I have an application that sends messages that are newline terminated over a TCP socket using TCPClient and it's underlying NetworkStream.

The data is streaming in at roughly 28k every 100ms from a realtime data stream for monitoring.

I've stripped out the irrelevant code, this is basically how we read the data:

TcpClient socket; // initialized elsewhere
byte[] bigbuffer = new byte[0x1000000];
socket.ReceiveBufferSize = 0x1000000;
NetworkStream ns = socket.GetStream();
int end = 0;
int sizeToRead = 0x1000000;
while (true)
{
  bytesRead = ns.Read(bigbuffer, end, sizeToRead);
  sizeToRead -= bytesRead;
  end += bytesRead;

  // check for newline in read buffer, and if found, slice it up, and return
  // data for deserialization in another thread

  // circular buffer
  if (sizeToRead == 0)
  {
    sizeToRead = 0x1000000;
    end = 0;
  }
}

The symptom we were seeing, somewhat intermittently based on the amount of data we were sending back, is that there would be a 'lag' of records, where the data we're reading from the stream get progressively older and older versus what we are delivering (after a few minutes of streaming, the lag is in order of 10s of seconds), until eventually it all catches up in one big shot, and the cycle repeats.
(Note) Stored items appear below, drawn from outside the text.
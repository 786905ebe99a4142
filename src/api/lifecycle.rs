// Client-side status life cycle of the register. The register publishes which
// transitions are legal and which form fields each one requires; the catalog
// is stable enough that the original services keep it client-side too.

use crate::models::{BuildingStatus, TransitionParameter};

use BuildingStatus::*;

/// Statuses reachable from `status` with a single transition.
pub fn next_valid_states(status: BuildingStatus) -> Vec<BuildingStatus> {
    match status {
        Planned => vec![Authorized, UnderConstruction, NotRealized],
        Authorized => vec![UnderConstruction, NotRealized],
        UnderConstruction => vec![Existing, NotRealized],
        Existing => vec![NotUsable, Demolished],
        NotUsable => vec![Existing, Demolished],
        // Terminal states.
        Demolished | NotRealized => vec![],
    }
}

/// Form fields the register requires when transitioning `from` → `to`.
/// Empty for transitions the life cycle does not allow; callers are expected
/// to have checked [`next_valid_states`] first.
pub fn change_parameters(from: BuildingStatus, to: BuildingStatus) -> Vec<TransitionParameter> {
    if !next_valid_states(from).contains(&to) {
        return vec![];
    }
    parameters_for_status(to)
}

/// Form fields backing a status correction to `to`. Corrections bypass the
/// life cycle, so every status has an answer.
pub fn correction_parameters(to: BuildingStatus) -> Vec<TransitionParameter> {
    parameters_for_status(to)
}

fn parameters_for_status(status: BuildingStatus) -> Vec<TransitionParameter> {
    match status {
        UnderConstruction => vec![TransitionParameter::new("dateOfConstructionStart")],
        Existing => vec![TransitionParameter::new("dateOfConstruction")],
        Demolished => vec![TransitionParameter::new("dateOfDemolition")],
        Planned | Authorized | NotUsable | NotRealized => vec![],
    }
}
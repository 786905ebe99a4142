// Notification seam. The host application plugs in its toast system; the
// default implementation emits through tracing so headless runs keep the
// messages in the structured log.

use tracing::{error, info};

/// Sink for user-facing success and danger messages.
pub trait Notifier: Send + Sync {
    fn success(&self, message: &str);
    fn danger(&self, message: &str);
}

/// Default notifier that logs instead of toasting.
#[derive(Debug, Default)]
pub struct TracingNotifier;

impl Notifier for TracingNotifier {
    fn success(&self, message: &str) {
        info!(notification = "success", "{message}");
    }

    fn danger(&self, message: &str) {
        error!(notification = "danger", "{message}");
    }
}
// Localized message lookup. The host application usually supplies its own
// resolver; the bundled catalog carries the workflow messages in English.

use std::collections::HashMap;

/// Message keys used by the form workflows.
pub mod keys {
    pub const LINKED_BUILDINGS_ERROR: &str = "linked-buildings.error";
    pub const BUILDING_SAVE_SUCCESS: &str = "building.save-success";
    pub const BUILDING_SAVE_ERROR: &str = "building.save-error";
}

/// Resolver from message key to display string.
pub trait Localizer: Send + Sync {
    fn t(&self, key: &str) -> String;
}

/// In-memory key → message catalog. Unknown keys render as the key itself so
/// a missing translation is visible instead of silent.
#[derive(Debug)]
pub struct MessageCatalog {
    messages: HashMap<String, String>,
}

impl MessageCatalog {
    pub fn new() -> Self {
        let mut catalog = Self {
            messages: HashMap::new(),
        };
        catalog.insert(
            keys::LINKED_BUILDINGS_ERROR,
            "The linked buildings could not be loaded.",
        );
        catalog.insert(keys::BUILDING_SAVE_SUCCESS, "Building saved.");
        catalog.insert(keys::BUILDING_SAVE_ERROR, "The building could not be saved.");
        catalog
    }

    pub fn insert(&mut self, key: &str, message: &str) {
        self.messages.insert(key.to_string(), message.to_string());
    }
}

impl Default for MessageCatalog {
    fn default() -> Self {
        Self::new()
    }
}

impl Localizer for MessageCatalog {
    fn t(&self, key: &str) -> String {
        self.messages
            .get(key)
            .cloned()
            .unwrap_or_else(|| key.to_string())
    }
}
use anyhow::Result;
use config::{Config, Environment, File};
use serde::{Deserialize, Serialize};
use std::path::Path;

/// Main configuration structure for the register workflow.
#[derive(Debug, Clone, Deserialize, Serialize)]
pub struct GwrConfig {
    /// Register API settings
    pub api: ApiConfig,
    /// Record cache settings
    pub cache: CacheConfig,
    /// Observability settings
    pub observability: ObservabilityConfig,
}

#[derive(Debug, Clone, Deserialize, Serialize)]
pub struct ApiConfig {
    /// Base URL of the register API
    pub base_url: String,
    /// API token (can be set via env var)
    pub token: Option<String>,
    /// Rate limiting settings
    pub rate_limit: RateLimitConfig,
}

#[derive(Debug, Clone, Deserialize, Serialize)]
pub struct RateLimitConfig {
    /// Requests per second limit
    pub requests_per_second: u32,
    /// Burst capacity
    pub burst_capacity: u32,
}

#[derive(Debug, Clone, Deserialize, Serialize)]
pub struct CacheConfig {
    /// Time to live for cached records, in seconds
    pub ttl_seconds: u64,
    /// Maximum number of cached records
    pub max_capacity: u64,
}

#[derive(Debug, Clone, Deserialize, Serialize)]
pub struct ObservabilityConfig {
    /// Log level
    pub log_level: String,
}

impl Default for GwrConfig {
    fn default() -> Self {
        Self {
            api: ApiConfig {
                base_url: "https://www.housing-stat.ch/regbl/api".to_string(),
                token: None, // Read from env when absent
                rate_limit: RateLimitConfig {
                    requests_per_second: 5,
                    burst_capacity: 10,
                },
            },
            cache: CacheConfig {
                ttl_seconds: 300,
                max_capacity: 1000,
            },
            observability: ObservabilityConfig {
                log_level: "info".to_string(),
            },
        }
    }
}

impl GwrConfig {
    /// Load configuration with precedence:
    /// 1. Default values
    /// 2. Configuration file (gwr-workflow.toml)
    /// 3. Environment variables (prefixed with GWR_, nested keys joined
    ///    with a double underscore, e.g. GWR_API__BASE_URL)
    pub fn load() -> Result<Self> {
        let defaults = Config::try_from(&GwrConfig::default())?;
        let mut builder = Config::builder().add_source(defaults);

        if Path::new("gwr-workflow.toml").exists() {
            builder = builder.add_source(File::with_name("gwr-workflow"));
        }

        builder = builder.add_source(
            Environment::with_prefix("GWR")
                .separator("__")
                .try_parsing(true),
        );

        let config = builder.build()?;
        let mut gwr_config: GwrConfig = config.try_deserialize()?;

        if gwr_config.api.token.is_none() {
            if let Ok(token) = std::env::var("GWR_API_TOKEN") {
                gwr_config.api.token = Some(token);
            }
        }

        Ok(gwr_config)
    }

    /// Load .env file if it exists
    pub fn load_env_file() -> Result<()> {
        if Path::new(".env").exists() {
            dotenvy::dotenv()?;
            tracing::info!("Loaded environment variables from .env file");
        }
        Ok(())
    }
}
We fixed it by maxing out sizeToRead, and (whether or not this is required, I'm not sure, but we did it anyway), removed the ReceiveBufferSize set on TcpClient and kept it at the default 8192 (changing just ReceiveBufferSize did not correct it).

int sizeForThisRead = sizeToRead > 8192 ? 8192 : sizeToRead;
bytesRead = ns.Read(bigBuffer, end, sizeForThisRead);

I thought maybe it was the interaction with nagle and delayed ack, but wireshark showed that data was coming in just fine based on the timestamps and looking into the data (which is timestamped, and the server and clients clocks are synchronized within a second).

We output logs after the ns.Read, and for sure the issue is at the Read call and not the deserialization code.

So what this leads me to believe is that if you set the TcpClient's ReceiveBufferSize really big, and in your Read call on it's underlying NetworkStream pass bytesToRead to be many more bytes than expected to arrive, there's a timeout going on at the Read call waiting for those bytes to arrive, but it still doesn't return everything in the stream? Each successive call in this loop is timing out, until the 1 meg buffer is full, after which when 'end' gets reset back to 0, it inhales everything that's left in the stream causing it all to catch up - but it shouldn't do that because the logic, to me, looks like it should empty the stream completely on the next iteration (because the next sizeToRead will still be > data available in the buffer).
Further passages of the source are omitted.